JTF-GTMO: Exclusionary Rules
by Graydon Gordian
I was in line at the jerk chicken joint with a few reporters and the gaggle of human rights attorneys that had come down for the hearings. The night was hot but soft. There weren’t that many bugs considering the humidity. We were having a casual conversation, about what exactly I don’t remember, when one of the attorney’s eyes widened.
I turned to see her embrace a slender Asian woman, early 30-something, who was accompanied by a pair of lanky, benign-looking fellows. The interaction seemed harmless enough but, secretly, it was terribly awkward. I should have expected as much. What kind of person do you happen to run into in Guantanamo Bay?
As it turns out, you run into someone that you had a falling out with because you suspected that, when she joined the FBI, she became a member of a “clean team.” Clean teams are the interrogation units that attempt to “legally” procure incriminating statements from suspected terrorists after they’ve been tortured.
In American jurisprudence, we have a concept referred to as “fruit of the poisonous tree.” Although the concept can apply to a variety of situations, in this instance it means that, once someone is tortured, any statements he or she provide exist in the shadows of that experience. Even if they repeat themselves in a non-coercive atmosphere, the torture has presumably so deeply affected their reliability that even those remarks can be rendered inadmissible in court.
This concept originated some centuries ago, grew as a force of law in American courts from the 1920s to the 1960s and now plagues intelligence gatherers such as, perhaps, the attorney’s once-close friend. It is also the crucible in which Omar Khadr’s freedom is held.
Khadr is the first person to be prosecuted under the military commissions since Obama took office. He was born in Canada. He was fifteen when captured on an Afghan battlefield, and he claims to have been tortured repeatedly during his eight years in U.S. custody. The case is a nightmare for the Obama administration. Why they are choosing to pursue Khadr’s conviction at all, much less first, is a question for which I have no answer.
I had begun covering national security only a few weeks earlier, when I moved from Chicago to D.C. to finish up my masters in journalism. One morning I was making a few routine calls, familiarizing myself with the PR folk at assorted federal departments and congressional committees, when a DoD operator connected me to Major Tanya Bradsher. She is a business-minded DoD press representative who, as I found out, handles travel arrangements for members of the media headed to Guantanamo.
When she first answered the phone, I thought I was looking for Maj. Taylor Bradsher and obnoxiously assumed I was speaking with his secretary. Despite having made a complete ass of myself, Tanya asked if I’d like to join her when she took a group of journalists down to Guantanamo to cover Khadr’s pretrial hearings at the end of the month.
“Excuse me?”
After we hung up, I immediately emailed her to gauge just how empty of a gesture it was. Offering to fly a young reporter that she had never met down to Guantanamo seemed strange, or suspicious, but I sure wasn’t going to pass up the opportunity.

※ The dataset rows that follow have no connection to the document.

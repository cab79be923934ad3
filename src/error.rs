//! Error taxonomy for the route-progression crate.
//!
//! Failures at segment granularity are swallowed and logged by the engine;
//! nothing in this crate is expected to take the host down. These types cover
//! the boundaries where an error is worth propagating: the drawing surface,
//! trip-document loading, and dataset preparation for integration tests.

use thiserror::Error;

/// Errors reported by a [`crate::traits::RouteSurface`] implementation.
#[derive(Debug, Error)]
pub enum SurfaceError {
    #[error("routing request failed: {0}")]
    Http(#[from] reqwest::Error),

    /// The routing provider answered but produced no usable route.
    #[error("no route available: {0}")]
    NoRoute(String),

    /// Catch-all for surface-specific drawing failures.
    #[error("drawing failed: {0}")]
    Draw(String),
}

/// Errors loading or validating a trip document.
#[derive(Debug, Error)]
pub enum TripError {
    #[error("invalid coordinate: lat {lat}, lng {lng}")]
    InvalidCoordinate { lat: f64, lng: f64 },

    #[error("trip days must be contiguous from 1: expected day {expected}, found {found}")]
    NonContiguousDays { expected: u32, found: u32 },

    #[error("segment day {day} outside itinerary of {total_days} days")]
    SegmentDayOutOfRange { day: u32, total_days: u32 },

    #[error("trip document parse failed: {0}")]
    Parse(#[from] serde_json::Error),

    #[error("trip source unavailable: {0}")]
    Unavailable(String),
}

/// Errors preparing an OSRM dataset (download + docker preprocess).
#[derive(Debug, Error)]
pub enum DatasetError {
    #[error(transparent)]
    Io(#[from] std::io::Error),

    #[error("extract download failed: {0}")]
    Http(#[from] reqwest::Error),

    #[error("preprocess step failed: {0}")]
    Process(String),
}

I asked my editor for some funding and my grandfather for a little advice. “Stay away from those Havana women or else you’ll have to play your prick like a pied piper to take a piss,” he said. I asked my professor, who’s been down there a few times, what to bring. He said to pack a swimsuit.
Armed with this counsel, I arrived at Andrews Air Force Base at 5 a.m. on Monday, April 26 with a stern look that probably didn’t suggest my gravity as a reporter. It more likely conveyed “I have no business being here.” But then again, I thought we were all serious journalists headed down there to take a hard look at the torture, indefinite detention and ramshackle commissions structure that has so acutely called into question the rule of law in the United States.
The first order of business: Carol Rosenberg, a reporter for The Miami Herald and the “dean” of the Guantanamo press corps, corralled us into one corner of the unexpectedly standard terminal (I had pictured an abandoned airplane hangar) where we all took part in a rousing rendition of “Happy Birthday” for the court sketch artist.
You may have heard Carol’s name recently. She, The Globe and Mail’s Paul Koring, the Toronto Star’s Michelle Shephard and Canwest News Service’s Steven Edwards would, on May 6, be banned from covering any future commission proceedings. Their offense? Publishing the real name of “Interrogator #1,” a court-order protected witness who had given an on the record interview to Shephad previously.
The rumor was that Tanya teared up a bit when she read them the letter from her superiors announcing the ban.
But that decision to ban the four reporters-who have probably spent more time in Guantanamo than the rest of the two dozen other reporters on the trip combined-was still weeks away. Their spirits were high.
* * *
The plane was a commercial passenger jet, just like any other, except we could sit wherever we liked. I politely passed up the opportunity to join some of the senior reporters in the back for mimosas. Instead I chose to sit with two civilian attorneys as they discussed their frustrated attempts to challenge their clients’ detainment in federal court.
In Cuba, I settled into my lodging, a six-person tent kept freezing cold by a roaring air conditioner. Then I went to the sort of abandoned airplane hangar that I had envisioned earlier. It existed-it just wasn’t the terminal at Andrews. It was the media center in Guantanamo: huge, filthy doors and dust-covered concrete floors, and a view uphill towards the converted control tower that served as the courthouse.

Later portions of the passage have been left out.